Story telling from Australia
To scribble and erase and scribble again. That’s poet Mary Oliver, describing her craft as quoted in this fascinating weekly insight into creative work, Brain Pickings Weekly.
Mary was talking about the need to find a place of solitude in order to write without interruptions from phones, or a knock at the door, or the sound of the post arriving.
You know the post is there – you heard the postie deliver it – do you go out now and have a look at what’s arrived? Will it be something that will take your attention away from the task at hand? Do you ignore it and wait until later? And will a small part of your brain spend the next hour wondering what’s in the box? The problem, of course, is one of concentration, of being able to shut out everything else so you can concentrate on the task at hand.
(And on the subject of postboxes, here’s another intriguing blog I came across recently, Ron’s Country Musings, from an ex policeman who lives in a trailer park. Ron’s writing may not be as sophisticated as anything you’ll find in Brain Pickings but it’s equally valid. Ron notices things, and that’s the mark of a good writer.)
How much do you ignore friends and family in the pursuit of something so tenuous as chasing words? How do you capture fleeting ideas in such a way that you can fully express them, not pin them down and squash all the life out of them?
It’s a task that takes all your concentration, yet it can seem so trivial. How can it take precedence over staying in touch with people you really love, never mind the ones you merely like? All in the name of a story?
In the end, we choose what matters to us. I’ve only recently understood that writing matters to me, even when it feels like the story I’m trying to write is a wayward child, throwing tantrums and hiding in a corner. Words matter. Ideas matter.
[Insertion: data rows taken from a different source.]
#![cfg_attr(not(any(feature = "std", test)), no_std)]

pub mod policy;
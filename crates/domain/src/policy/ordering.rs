use std::cmp::Ordering;

use ebpf_common::policy::PolicyKey;

use super::entity::PolicyEntryDump;

/// Presentation order for dumped policy entries: identity ascending, then
/// traffic direction (ingress before egress), then deny before allow.
///
/// Only those three criteria participate. Pairs that tie on all of them
/// compare equal, so `sort_dump` keeps their input order. This ordering has
/// no effect on which entry the datapath selects for a packet.
pub fn compare_dump_entries(a: &PolicyEntryDump, b: &PolicyEntryDump) -> Ordering {
    a.key
        .identity
        .cmp(&b.key.identity)
        .then(a.key.traffic_direction.cmp(&b.key.traffic_direction))
        .then_with(|| b.entry.is_deny().cmp(&a.entry.is_deny()))
}

/// Strict "sorts before" relation derived from `compare_dump_entries`.
pub fn dump_less(a: &PolicyEntryDump, b: &PolicyEntryDump) -> bool {
    compare_dump_entries(a, b) == Ordering::Less
}

/// Stable in-place sort of a dumped batch.
pub fn sort_dump(entries: &mut [PolicyEntryDump]) {
    entries.sort_by(compare_dump_entries);
}

/// Sort a batch into presentation order with comparator ties broken by the
/// key, so the result does not depend on where the batch came from.
pub fn sort_dump_by_key(entries: &mut [PolicyEntryDump]) {
    entries.sort_by_key(|d| key_order(&d.key));
    sort_dump(entries);
}

/// Total order over trie nodes: identity, direction, prefix length, then the
/// protocol and port bits the prefix covers.
pub fn key_order(key: &PolicyKey) -> (u32, u8, u32, u8, u16) {
    let key = key.canonical();
    (
        key.identity,
        key.traffic_direction,
        key.prefixlen,
        key.nexthdr,
        key.dest_port(),
    )
}
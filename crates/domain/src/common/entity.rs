use serde::{Deserialize, Serialize};

/// IP protocol carried in the `nexthdr` segment of a policy key.
///
/// Equality and hashing follow the protocol number, so `Other(6)` equals
/// `Tcp` and `Other(0)` equals `Any`.
#[derive(Debug, Clone, Copy, Serialize, Deserialize)]
pub enum Protocol {
    Tcp,
    Udp,
    Icmp,
    IcmpV6,
    Sctp,
    Any,
    Other(u8),
}

/// Protocol numbers with a display name. Anything not listed renders as `ANY`.
const PROTOCOL_NAMES: [(u8, &str); 5] = [
    (1, "ICMP"),
    (6, "TCP"),
    (17, "UDP"),
    (58, "ICMPv6"),
    (132, "SCTP"),
];

impl Protocol {
    /// Convert to the u8 IP protocol number used in eBPF maps.
    /// Returns 0 for Any (wildcard).
    pub fn to_u8(self) -> u8 {
        match self {
            Self::Tcp => 6,
            Self::Udp => 17,
            Self::Icmp => 1,
            Self::IcmpV6 => 58,
            Self::Sctp => 132,
            Self::Any => 0,
            Self::Other(n) => n,
        }
    }

    /// Create from a raw protocol number.
    pub fn from_u8(n: u8) -> Self {
        match n {
            0 => Self::Any,
            1 => Self::Icmp,
            6 => Self::Tcp,
            17 => Self::Udp,
            58 => Self::IcmpV6,
            132 => Self::Sctp,
            other => Self::Other(other),
        }
    }

    /// Display name for a known protocol number, `None` otherwise.
    pub fn name(self) -> Option<&'static str> {
        let n = self.to_u8();
        PROTOCOL_NAMES
            .iter()
            .find(|(num, _)| *num == n)
            .map(|(_, name)| *name)
    }
}

impl PartialEq for Protocol {
    fn eq(&self, other: &Self) -> bool {
        self.to_u8() == other.to_u8()
    }
}

impl Eq for Protocol {}

impl std::hash::Hash for Protocol {
    fn hash<H: std::hash::Hasher>(&self, state: &mut H) {
        self.to_u8().hash(state);
    }
}

impl std::fmt::Display for Protocol {
    fn fmt(&self, f: &mut std::fmt::Formatter<'_>) -> std::fmt::Result {
        f.write_str(self.name().unwrap_or("ANY"))
    }
}
mod common;
mod policy;

pub use common::{ConfigError, parse_direction};
pub use policy::{PolicyMapConfig, PolicyRuleConfig};

use std::path::Path;

use domain::policy::entity::PolicyRule;
use serde::{Deserialize, Serialize};

use crate::constants::MAP_CAPACITY_WARN_THRESHOLD;
use common::{MAX_POLICY_RULES, check_limit, warn_if_world_writable};

/// Top-level configuration file.
#[derive(Debug, Clone, Default, Serialize, Deserialize)]
#[serde(deny_unknown_fields)]
pub struct PolicyConfig {
    #[serde(default)]
    pub agent: AgentInfo,

    #[serde(default)]
    pub policy_map: PolicyMapConfig,
}

impl PolicyConfig {
    pub fn load(path: &Path) -> Result<Self, ConfigError> {
        warn_if_world_writable(path, "config file");
        let content = std::fs::read_to_string(path)?;
        Self::from_yaml(&content)
    }

    pub fn from_yaml(yaml: &str) -> Result<Self, ConfigError> {
        let config: Self = serde_yaml_ng::from_str(yaml)?;
        config.validate()?;
        Ok(config)
    }

    pub fn validate(&self) -> Result<(), ConfigError> {
        if self.policy_map.map_name.is_empty() {
            return Err(ConfigError::Validation {
                field: "policy_map.map_name".to_string(),
                message: "map name must not be empty".to_string(),
            });
        }

        let count = self.policy_map.rules.len();
        check_limit("policy_map.rules", count, MAX_POLICY_RULES)?;

        #[allow(clippy::cast_precision_loss)]
        let fill = count as f32 / MAX_POLICY_RULES as f32;
        if fill >= MAP_CAPACITY_WARN_THRESHOLD {
            tracing::warn!(
                rules = count,
                max = MAX_POLICY_RULES,
                "policy map close to capacity"
            );
        }

        for (idx, rule_cfg) in self.policy_map.rules.iter().enumerate() {
            rule_cfg.validate(idx)?;
        }

        Ok(())
    }

    pub fn policy_rules(&self) -> Result<Vec<PolicyRule>, ConfigError> {
        self.policy_map
            .rules
            .iter()
            .map(PolicyRuleConfig::to_domain_rule)
            .collect()
    }
}

#[derive(Debug, Clone, Serialize, Deserialize)]
#[serde(deny_unknown_fields)]
pub struct AgentInfo {
    #[serde(default = "default_log_level")]
    pub log_level: LogLevel,

    #[serde(default = "default_log_format")]
    pub log_format: LogFormat,
}

impl Default for AgentInfo {
    fn default() -> Self {
        Self {
            log_level: default_log_level(),
            log_format: default_log_format(),
        }
    }
}

fn default_log_level() -> LogLevel {
    LogLevel::Info
}

fn default_log_format() -> LogFormat {
    LogFormat::Json
}

// ── Log level ─────────────────────────────────────────────────────

#[derive(Debug, Clone, Copy, PartialEq, Eq, Serialize, Deserialize)]
#[serde(rename_all = "snake_case")]
pub enum LogLevel {
    Error,
    Warn,
    Info,
    Debug,
    Trace,
}

impl LogLevel {
    pub fn as_str(self) -> &'static str {
        match self {
            Self::Error => "error",
            Self::Warn => "warn",
            Self::Info => "info",
            Self::Debug => "debug",
            Self::Trace => "trace",
        }
    }
}

impl std::fmt::Display for LogLevel {
    fn fmt(&self, f: &mut std::fmt::Formatter<'_>) -> std::fmt::Result {
        f.write_str(self.as_str())
    }
}

impl std::str::FromStr for LogLevel {
    type Err = String;

    fn from_str(s: &str) -> Result<Self, Self::Err> {
        match s.to_lowercase().as_str() {
            "error" => Ok(Self::Error),
            "warn" | "warning" => Ok(Self::Warn),
            "info" => Ok(Self::Info),
            "debug" => Ok(Self::Debug),
            "trace" => Ok(Self::Trace),
            _ => Err(format!(
                "invalid log level '{s}': expected error|warn|info|debug|trace"
            )),
        }
    }
}

// ── Log format ────────────────────────────────────────────────────

#[derive(Debug, Clone, Copy, PartialEq, Eq, Serialize, Deserialize)]
#[serde(rename_all = "snake_case")]
pub enum LogFormat {
    Json,
    Text,
}

impl std::str::FromStr for LogFormat {
    type Err = String;

    fn from_str(s: &str) -> Result<Self, Self::Err> {
        match s.to_lowercase().as_str() {
            "json" => Ok(Self::Json),
            "text" | "pretty" => Ok(Self::Text),
            _ => Err(format!("invalid log format '{s}': expected json|text")),
        }
    }
}
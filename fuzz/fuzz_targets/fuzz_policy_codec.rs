#![no_main]

use libfuzzer_sys::fuzz_target;

use domain::common::entity::Protocol;
use domain::policy::codec::{
    build_allow_entry, build_deny_entry, build_key, check_pair, validate_key,
};
use domain::policy::entity::{PolicyEntryDump, TrafficDirection};
use domain::policy::ordering::{compare_dump_entries, sort_dump};
use domain::policy::render::{port_proto_string, render_dump_line};
use ebpf_common::policy::{PolicyEntry, PolicyKey};

// Fuzz the policy key/entry codec and the dump helpers.
//
// Layout (12-byte records):
//   [0..4]  = identity
//   [4]     = direction (low bit)
//   [5]     = protocol
//   [6..8]  = port
//   [8]     = port prefix length
//   [9]     = auth type
//   [10]    = proxy port low byte, high byte taken from [8]
//   [11]    = selector (low bit: deny)
//
// A trailing record shorter than 12 bytes is fed as a raw key/entry pair.
fuzz_target!(|data: &[u8]| {
    let mut dump = Vec::new();

    for rec in data.chunks(12) {
        if rec.len() < 12 {
            raw_pair(rec);
            break;
        }

        let identity = u32::from_le_bytes([rec[0], rec[1], rec[2], rec[3]]);
        let direction = if rec[4] & 1 == 0 {
            TrafficDirection::Ingress
        } else {
            TrafficDirection::Egress
        };
        let protocol = Protocol::from_u8(rec[5]);
        let port = u16::from_be_bytes([rec[6], rec[7]]);
        let prefix = rec[8];
        let proxy_port = u16::from_be_bytes([rec[8], rec[10]]);
        let deny = rec[11] & 1 == 1;

        let Ok(key) = build_key(direction, identity, protocol, port, prefix) else {
            continue;
        };
        // Every key the builder accepts must re-validate and render.
        assert!(validate_key(&key).is_ok());
        let _ = port_proto_string(&key);

        let entry = if deny {
            build_deny_entry(&key)
        } else {
            build_allow_entry(&key, rec[9], proxy_port)
        };
        if let Ok(entry) = entry {
            assert!(check_pair(&key, &entry).is_ok());
            dump.push(PolicyEntryDump::new(key, entry));
        }
    }

    sort_dump(&mut dump);
    for pair in dump.windows(2) {
        assert!(compare_dump_entries(&pair[0], &pair[1]).is_le());
    }
    for pair in &dump {
        let _ = render_dump_line(pair);
    }
});

/// Arbitrary bytes as a key: must never panic in validation or rendering.
fn raw_pair(rec: &[u8]) {
    let byte = |i: usize| rec.get(i).copied().unwrap_or(0);
    let key = PolicyKey::new(
        u32::from(byte(0)),
        u32::from(byte(1)),
        byte(2),
        byte(3),
        u16::from_be_bytes([byte(4), byte(5)]),
    );
    let entry = PolicyEntry::new(byte(6), byte(7), u16::from(byte(8)), byte(9));
    let _ = validate_key(&key);
    let _ = check_pair(&key, &entry);
    let _ = port_proto_string(&key);
    let _ = render_dump_line(&PolicyEntryDump::new(key, entry));
}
I doubt if the insects that made the marks on this Scribbly Gum tree had any set pattern in mind, but what they’ve created is beautiful.
That’s what writing feels like. You follow the thread of a story and see where it might lead. It’s a risky strategy. You’re putting your trust in a journey without knowing exactly where it’s going, but surely that’s part of the adventure. That’s where the excitement lies.
As a writer, even when you reach what feels like a destination you then have to turn around and go back to the beginning. Revise, reshape, edit. Send those scribbles in the right direction. That’s when the real work starts.
It gets harder as I get older, and it gets easier.